Items from a dataset
++++

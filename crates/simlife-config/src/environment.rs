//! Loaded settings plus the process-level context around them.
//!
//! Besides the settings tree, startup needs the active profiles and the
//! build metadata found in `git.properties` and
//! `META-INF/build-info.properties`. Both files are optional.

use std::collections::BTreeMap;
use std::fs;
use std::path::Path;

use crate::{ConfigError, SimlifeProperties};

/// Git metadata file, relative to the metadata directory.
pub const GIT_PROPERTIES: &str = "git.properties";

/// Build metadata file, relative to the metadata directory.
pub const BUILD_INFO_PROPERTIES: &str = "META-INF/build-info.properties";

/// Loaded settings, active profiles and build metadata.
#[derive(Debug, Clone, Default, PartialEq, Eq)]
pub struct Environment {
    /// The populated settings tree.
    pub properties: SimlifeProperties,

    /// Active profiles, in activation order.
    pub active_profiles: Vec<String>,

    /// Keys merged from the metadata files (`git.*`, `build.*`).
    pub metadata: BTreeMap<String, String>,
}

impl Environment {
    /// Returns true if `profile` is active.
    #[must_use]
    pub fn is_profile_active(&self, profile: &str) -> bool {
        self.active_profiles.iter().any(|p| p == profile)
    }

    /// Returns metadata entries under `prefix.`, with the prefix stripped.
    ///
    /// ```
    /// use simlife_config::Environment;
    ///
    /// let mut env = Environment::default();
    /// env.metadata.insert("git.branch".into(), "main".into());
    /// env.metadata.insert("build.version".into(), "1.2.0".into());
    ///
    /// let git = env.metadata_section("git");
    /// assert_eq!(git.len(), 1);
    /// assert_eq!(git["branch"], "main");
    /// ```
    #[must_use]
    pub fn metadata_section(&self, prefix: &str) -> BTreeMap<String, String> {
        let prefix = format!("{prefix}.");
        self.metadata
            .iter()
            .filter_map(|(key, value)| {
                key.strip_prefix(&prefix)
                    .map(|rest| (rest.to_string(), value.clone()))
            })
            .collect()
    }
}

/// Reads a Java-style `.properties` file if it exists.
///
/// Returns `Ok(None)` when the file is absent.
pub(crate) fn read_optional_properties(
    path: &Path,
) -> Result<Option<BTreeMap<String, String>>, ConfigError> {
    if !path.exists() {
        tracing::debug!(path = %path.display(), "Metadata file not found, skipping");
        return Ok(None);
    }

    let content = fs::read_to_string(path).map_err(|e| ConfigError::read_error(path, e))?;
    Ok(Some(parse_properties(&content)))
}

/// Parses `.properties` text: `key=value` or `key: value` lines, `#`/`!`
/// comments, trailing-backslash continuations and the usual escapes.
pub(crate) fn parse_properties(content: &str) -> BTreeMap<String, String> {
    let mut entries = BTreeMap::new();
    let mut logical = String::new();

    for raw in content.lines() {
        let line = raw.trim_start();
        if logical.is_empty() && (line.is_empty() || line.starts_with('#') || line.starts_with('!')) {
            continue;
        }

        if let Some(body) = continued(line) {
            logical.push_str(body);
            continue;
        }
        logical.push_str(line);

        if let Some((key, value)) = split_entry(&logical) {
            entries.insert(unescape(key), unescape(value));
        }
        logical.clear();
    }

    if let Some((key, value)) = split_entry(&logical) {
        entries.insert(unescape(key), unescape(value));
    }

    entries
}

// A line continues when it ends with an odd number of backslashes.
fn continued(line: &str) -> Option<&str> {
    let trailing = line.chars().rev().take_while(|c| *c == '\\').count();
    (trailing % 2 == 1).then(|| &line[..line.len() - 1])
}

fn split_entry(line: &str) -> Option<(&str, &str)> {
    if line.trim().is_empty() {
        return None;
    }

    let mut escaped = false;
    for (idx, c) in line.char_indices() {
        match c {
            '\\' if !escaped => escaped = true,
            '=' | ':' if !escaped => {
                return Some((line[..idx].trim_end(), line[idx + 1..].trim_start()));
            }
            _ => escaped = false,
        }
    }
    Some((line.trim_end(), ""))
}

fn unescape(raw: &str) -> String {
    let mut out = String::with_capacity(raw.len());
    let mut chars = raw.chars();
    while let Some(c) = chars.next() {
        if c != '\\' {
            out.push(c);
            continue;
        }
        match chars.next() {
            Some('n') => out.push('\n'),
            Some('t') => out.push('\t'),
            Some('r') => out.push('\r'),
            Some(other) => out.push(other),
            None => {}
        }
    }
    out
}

++++

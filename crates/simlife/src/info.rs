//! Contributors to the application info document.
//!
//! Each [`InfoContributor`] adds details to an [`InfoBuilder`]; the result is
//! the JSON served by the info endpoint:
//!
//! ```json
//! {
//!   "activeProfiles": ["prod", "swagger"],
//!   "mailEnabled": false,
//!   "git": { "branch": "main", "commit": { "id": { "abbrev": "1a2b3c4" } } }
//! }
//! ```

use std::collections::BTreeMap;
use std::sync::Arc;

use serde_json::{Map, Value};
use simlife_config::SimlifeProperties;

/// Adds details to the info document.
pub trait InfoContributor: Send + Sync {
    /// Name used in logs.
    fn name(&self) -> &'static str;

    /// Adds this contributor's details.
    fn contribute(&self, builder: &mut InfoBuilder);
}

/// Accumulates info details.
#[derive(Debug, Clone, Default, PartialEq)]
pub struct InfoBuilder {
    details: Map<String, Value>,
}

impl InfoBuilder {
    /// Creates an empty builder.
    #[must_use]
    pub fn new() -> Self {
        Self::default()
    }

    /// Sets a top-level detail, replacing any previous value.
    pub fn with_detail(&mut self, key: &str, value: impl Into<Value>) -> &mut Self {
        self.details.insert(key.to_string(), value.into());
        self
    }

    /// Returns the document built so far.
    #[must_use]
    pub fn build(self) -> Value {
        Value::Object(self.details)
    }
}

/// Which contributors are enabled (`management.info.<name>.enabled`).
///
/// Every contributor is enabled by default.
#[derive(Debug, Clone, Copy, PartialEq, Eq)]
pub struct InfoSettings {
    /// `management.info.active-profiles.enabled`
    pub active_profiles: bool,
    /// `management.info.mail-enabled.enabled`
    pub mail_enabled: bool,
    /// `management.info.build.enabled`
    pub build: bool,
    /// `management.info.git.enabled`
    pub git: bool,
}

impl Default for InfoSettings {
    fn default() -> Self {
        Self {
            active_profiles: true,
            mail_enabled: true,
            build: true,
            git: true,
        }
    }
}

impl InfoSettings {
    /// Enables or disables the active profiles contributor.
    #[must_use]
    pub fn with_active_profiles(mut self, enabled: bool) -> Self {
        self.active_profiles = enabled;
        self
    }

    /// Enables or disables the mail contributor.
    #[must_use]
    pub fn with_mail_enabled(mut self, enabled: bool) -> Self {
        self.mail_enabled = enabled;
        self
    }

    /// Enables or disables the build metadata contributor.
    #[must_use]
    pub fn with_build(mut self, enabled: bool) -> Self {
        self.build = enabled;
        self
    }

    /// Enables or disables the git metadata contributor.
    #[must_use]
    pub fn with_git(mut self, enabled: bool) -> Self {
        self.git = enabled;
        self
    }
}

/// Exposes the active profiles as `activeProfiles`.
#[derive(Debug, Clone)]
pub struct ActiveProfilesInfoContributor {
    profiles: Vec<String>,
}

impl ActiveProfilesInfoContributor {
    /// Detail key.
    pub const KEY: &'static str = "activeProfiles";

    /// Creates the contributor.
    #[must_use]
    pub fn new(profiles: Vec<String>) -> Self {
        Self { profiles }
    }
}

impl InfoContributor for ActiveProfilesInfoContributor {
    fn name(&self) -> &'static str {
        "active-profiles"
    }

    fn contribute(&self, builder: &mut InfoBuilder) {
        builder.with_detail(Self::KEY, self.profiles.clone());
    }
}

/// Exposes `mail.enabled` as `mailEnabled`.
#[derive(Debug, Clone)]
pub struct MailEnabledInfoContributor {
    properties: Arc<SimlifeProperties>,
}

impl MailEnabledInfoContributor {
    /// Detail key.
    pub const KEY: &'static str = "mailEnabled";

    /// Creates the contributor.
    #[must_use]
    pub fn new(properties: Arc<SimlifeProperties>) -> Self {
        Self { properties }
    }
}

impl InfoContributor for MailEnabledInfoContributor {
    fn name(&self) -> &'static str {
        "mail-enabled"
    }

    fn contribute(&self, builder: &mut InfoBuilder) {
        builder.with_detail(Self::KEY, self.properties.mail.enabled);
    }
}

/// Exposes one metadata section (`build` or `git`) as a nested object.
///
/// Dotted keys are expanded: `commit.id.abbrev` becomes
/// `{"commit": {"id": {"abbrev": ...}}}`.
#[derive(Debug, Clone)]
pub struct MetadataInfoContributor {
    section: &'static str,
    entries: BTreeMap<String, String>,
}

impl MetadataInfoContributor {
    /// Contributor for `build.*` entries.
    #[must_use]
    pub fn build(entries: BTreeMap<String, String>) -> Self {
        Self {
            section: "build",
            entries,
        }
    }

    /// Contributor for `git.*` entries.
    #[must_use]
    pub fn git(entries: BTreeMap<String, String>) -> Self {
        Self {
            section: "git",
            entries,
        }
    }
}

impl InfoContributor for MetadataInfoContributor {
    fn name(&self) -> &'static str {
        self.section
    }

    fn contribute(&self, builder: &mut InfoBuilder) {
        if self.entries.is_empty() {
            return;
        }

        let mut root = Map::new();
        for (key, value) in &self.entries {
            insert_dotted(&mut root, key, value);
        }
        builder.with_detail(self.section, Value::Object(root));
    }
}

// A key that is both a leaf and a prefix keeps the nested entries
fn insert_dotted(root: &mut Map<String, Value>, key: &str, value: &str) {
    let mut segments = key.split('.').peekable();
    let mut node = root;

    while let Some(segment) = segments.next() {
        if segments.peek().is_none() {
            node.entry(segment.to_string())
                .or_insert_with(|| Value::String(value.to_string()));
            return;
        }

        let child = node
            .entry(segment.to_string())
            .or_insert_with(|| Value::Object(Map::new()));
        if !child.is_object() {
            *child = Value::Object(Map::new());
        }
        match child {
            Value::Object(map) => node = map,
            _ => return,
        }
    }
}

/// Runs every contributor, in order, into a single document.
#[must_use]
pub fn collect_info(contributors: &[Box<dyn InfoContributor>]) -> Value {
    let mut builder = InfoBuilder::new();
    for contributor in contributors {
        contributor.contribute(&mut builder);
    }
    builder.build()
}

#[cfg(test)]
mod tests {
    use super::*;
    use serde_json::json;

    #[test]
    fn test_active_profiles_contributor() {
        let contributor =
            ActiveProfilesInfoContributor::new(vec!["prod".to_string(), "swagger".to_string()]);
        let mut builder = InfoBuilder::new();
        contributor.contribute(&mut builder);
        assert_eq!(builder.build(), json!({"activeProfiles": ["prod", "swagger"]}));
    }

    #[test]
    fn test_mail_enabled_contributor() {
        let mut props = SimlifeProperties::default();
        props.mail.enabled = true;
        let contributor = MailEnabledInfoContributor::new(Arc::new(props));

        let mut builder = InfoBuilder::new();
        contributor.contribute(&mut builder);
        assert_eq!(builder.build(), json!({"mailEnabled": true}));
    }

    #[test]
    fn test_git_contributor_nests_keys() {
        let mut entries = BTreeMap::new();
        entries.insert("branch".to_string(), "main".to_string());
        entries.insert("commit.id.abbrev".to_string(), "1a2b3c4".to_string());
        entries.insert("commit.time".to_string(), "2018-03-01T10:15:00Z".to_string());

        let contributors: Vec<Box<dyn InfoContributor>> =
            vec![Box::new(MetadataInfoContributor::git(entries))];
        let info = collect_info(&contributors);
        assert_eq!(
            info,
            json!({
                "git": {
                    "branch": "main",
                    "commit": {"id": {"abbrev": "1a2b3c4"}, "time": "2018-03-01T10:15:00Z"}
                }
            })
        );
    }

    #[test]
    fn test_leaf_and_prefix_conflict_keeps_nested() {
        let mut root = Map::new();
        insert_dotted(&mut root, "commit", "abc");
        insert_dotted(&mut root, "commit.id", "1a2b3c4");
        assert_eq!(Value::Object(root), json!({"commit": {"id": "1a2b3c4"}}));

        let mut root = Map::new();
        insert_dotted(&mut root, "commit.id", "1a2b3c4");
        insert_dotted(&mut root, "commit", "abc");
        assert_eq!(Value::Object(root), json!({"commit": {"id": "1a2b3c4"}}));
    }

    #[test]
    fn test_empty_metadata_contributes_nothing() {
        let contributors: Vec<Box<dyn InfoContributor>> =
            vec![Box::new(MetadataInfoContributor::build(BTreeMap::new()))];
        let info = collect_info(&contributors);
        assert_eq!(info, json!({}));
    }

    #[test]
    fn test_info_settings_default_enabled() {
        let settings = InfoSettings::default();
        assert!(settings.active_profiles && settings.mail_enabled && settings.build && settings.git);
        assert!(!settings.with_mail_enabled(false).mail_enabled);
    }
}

++++

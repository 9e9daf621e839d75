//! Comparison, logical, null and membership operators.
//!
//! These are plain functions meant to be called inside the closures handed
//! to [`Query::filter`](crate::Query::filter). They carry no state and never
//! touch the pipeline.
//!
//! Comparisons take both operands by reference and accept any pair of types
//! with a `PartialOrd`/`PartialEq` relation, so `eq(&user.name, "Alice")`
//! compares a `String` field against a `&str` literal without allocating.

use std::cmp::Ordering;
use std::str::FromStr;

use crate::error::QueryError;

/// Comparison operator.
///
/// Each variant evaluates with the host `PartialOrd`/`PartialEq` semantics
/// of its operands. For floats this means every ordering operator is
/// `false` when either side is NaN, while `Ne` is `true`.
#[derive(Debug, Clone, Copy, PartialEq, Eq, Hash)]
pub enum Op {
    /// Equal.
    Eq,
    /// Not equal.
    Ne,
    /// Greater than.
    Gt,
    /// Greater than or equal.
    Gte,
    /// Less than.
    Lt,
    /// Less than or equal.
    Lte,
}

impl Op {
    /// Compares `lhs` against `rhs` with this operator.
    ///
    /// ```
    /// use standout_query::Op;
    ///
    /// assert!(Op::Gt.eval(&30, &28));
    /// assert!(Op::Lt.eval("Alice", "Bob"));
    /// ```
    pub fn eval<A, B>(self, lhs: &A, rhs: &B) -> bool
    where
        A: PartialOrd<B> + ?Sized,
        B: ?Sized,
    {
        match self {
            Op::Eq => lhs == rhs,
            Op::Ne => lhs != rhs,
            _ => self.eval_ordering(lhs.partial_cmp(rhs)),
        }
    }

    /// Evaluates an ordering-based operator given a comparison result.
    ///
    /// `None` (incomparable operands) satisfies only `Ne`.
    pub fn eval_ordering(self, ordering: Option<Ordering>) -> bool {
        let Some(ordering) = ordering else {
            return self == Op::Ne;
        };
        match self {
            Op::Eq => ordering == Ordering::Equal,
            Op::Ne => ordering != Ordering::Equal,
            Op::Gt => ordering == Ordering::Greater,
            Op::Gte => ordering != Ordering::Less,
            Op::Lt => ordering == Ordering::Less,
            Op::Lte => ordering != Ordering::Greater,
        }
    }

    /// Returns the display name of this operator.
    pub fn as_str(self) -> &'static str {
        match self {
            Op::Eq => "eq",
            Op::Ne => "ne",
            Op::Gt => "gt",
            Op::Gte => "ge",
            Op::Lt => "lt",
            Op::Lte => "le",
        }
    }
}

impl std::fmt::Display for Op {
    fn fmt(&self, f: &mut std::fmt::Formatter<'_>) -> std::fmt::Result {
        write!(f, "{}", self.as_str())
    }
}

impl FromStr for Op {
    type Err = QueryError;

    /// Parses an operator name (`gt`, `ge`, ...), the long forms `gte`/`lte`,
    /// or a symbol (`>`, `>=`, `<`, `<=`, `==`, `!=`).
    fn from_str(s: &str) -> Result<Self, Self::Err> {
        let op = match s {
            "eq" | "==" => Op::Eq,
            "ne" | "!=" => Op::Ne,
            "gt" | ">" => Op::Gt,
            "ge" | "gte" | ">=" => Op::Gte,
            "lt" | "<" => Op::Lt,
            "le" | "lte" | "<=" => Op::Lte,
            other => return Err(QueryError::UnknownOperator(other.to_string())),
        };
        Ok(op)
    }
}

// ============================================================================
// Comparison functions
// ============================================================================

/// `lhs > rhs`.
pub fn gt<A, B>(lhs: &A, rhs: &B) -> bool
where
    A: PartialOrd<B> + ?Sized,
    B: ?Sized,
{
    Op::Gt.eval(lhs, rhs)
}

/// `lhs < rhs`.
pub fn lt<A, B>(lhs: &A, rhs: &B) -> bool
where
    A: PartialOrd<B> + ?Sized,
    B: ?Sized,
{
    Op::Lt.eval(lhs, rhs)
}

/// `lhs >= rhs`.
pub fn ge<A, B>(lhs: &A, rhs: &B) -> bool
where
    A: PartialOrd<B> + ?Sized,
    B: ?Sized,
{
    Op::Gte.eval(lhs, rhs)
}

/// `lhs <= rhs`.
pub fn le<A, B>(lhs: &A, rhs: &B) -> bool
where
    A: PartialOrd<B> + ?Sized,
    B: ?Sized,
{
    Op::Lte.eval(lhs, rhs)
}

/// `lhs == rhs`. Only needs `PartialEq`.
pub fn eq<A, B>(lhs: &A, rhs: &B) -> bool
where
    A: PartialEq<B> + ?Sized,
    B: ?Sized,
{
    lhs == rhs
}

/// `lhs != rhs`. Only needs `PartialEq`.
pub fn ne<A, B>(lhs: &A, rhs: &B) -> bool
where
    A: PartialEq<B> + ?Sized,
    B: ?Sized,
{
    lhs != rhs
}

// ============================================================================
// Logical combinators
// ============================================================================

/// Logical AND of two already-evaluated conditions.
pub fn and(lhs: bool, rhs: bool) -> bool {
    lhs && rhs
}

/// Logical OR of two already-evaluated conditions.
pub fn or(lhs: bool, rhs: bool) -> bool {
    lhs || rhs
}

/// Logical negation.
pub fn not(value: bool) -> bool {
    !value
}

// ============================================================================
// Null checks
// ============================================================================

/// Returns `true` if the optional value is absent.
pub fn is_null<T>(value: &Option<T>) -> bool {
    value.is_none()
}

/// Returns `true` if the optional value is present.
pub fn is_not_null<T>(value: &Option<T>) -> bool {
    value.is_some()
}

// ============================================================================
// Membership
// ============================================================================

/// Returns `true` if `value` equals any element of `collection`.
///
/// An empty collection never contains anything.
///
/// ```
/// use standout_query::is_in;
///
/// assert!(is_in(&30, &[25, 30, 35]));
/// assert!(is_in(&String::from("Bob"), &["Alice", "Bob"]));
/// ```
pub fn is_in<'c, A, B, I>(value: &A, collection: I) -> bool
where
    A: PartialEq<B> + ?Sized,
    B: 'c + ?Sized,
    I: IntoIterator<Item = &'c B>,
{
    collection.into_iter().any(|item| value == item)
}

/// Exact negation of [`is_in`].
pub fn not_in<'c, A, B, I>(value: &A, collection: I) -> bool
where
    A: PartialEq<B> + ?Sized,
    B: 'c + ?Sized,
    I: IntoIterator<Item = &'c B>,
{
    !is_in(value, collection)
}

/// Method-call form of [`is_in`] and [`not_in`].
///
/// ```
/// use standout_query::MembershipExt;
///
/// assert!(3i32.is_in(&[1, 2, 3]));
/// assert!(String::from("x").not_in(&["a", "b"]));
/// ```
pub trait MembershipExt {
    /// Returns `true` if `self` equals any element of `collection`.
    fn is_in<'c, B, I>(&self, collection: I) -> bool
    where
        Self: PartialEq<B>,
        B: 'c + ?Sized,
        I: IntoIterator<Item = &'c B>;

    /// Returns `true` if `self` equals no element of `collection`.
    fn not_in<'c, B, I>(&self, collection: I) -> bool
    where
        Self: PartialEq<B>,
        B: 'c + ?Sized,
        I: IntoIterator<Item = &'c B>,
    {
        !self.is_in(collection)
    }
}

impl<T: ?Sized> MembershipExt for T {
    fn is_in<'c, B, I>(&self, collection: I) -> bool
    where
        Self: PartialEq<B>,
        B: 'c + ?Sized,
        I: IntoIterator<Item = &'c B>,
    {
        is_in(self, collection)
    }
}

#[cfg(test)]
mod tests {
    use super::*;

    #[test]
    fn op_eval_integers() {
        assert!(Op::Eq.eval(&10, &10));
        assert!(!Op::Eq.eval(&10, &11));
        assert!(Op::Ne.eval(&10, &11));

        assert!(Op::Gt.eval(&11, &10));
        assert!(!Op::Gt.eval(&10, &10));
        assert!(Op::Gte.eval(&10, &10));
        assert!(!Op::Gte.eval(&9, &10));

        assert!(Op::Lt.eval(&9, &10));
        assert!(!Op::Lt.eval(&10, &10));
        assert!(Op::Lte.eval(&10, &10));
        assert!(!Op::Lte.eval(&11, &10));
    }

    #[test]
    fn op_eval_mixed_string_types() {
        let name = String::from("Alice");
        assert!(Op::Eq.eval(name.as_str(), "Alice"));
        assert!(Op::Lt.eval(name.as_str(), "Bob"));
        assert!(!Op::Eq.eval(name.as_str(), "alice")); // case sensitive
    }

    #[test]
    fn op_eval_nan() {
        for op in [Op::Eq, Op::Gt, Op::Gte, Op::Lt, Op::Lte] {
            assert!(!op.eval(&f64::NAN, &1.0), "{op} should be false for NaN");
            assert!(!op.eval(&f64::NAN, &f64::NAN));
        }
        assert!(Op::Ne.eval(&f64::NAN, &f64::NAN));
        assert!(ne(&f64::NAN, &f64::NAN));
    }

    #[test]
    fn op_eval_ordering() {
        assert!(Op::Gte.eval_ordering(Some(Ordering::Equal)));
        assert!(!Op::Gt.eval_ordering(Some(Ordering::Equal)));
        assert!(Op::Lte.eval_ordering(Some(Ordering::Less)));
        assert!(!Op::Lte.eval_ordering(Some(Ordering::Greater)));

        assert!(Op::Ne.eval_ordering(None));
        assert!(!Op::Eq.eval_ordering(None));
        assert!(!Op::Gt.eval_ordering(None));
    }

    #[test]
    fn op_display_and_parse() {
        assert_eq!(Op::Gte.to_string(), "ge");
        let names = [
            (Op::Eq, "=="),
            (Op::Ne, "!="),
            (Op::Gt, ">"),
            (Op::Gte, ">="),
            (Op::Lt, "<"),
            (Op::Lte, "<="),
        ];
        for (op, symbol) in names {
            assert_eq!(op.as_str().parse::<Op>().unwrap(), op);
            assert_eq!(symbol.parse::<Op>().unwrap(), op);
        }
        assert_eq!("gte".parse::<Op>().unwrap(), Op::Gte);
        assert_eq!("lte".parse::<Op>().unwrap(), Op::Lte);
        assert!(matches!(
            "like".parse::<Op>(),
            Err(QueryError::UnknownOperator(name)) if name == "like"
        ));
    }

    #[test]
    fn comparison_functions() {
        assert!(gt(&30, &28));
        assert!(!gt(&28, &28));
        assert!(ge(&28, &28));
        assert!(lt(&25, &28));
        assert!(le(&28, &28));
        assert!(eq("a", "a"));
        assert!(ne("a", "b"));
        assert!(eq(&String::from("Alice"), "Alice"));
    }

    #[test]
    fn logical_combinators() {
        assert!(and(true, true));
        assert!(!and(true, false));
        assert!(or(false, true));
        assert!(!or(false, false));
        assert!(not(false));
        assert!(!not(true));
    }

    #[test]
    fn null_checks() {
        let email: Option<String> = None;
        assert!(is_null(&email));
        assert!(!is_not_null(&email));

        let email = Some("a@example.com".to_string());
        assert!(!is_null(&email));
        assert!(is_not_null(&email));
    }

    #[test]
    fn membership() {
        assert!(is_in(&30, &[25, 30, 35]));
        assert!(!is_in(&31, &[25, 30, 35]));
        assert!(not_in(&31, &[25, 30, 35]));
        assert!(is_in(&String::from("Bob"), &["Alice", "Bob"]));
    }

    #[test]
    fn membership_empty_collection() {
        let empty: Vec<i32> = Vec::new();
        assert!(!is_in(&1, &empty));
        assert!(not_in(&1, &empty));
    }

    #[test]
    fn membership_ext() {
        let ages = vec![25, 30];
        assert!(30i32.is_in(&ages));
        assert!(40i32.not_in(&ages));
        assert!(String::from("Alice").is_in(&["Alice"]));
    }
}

++++

## PROBLEM DESCRIPTION
Scan the preceding records line by line, and state how many lines contain "swagger". Nothing else belongs in the answer.

## RESULT OF THIS EXERCISE
3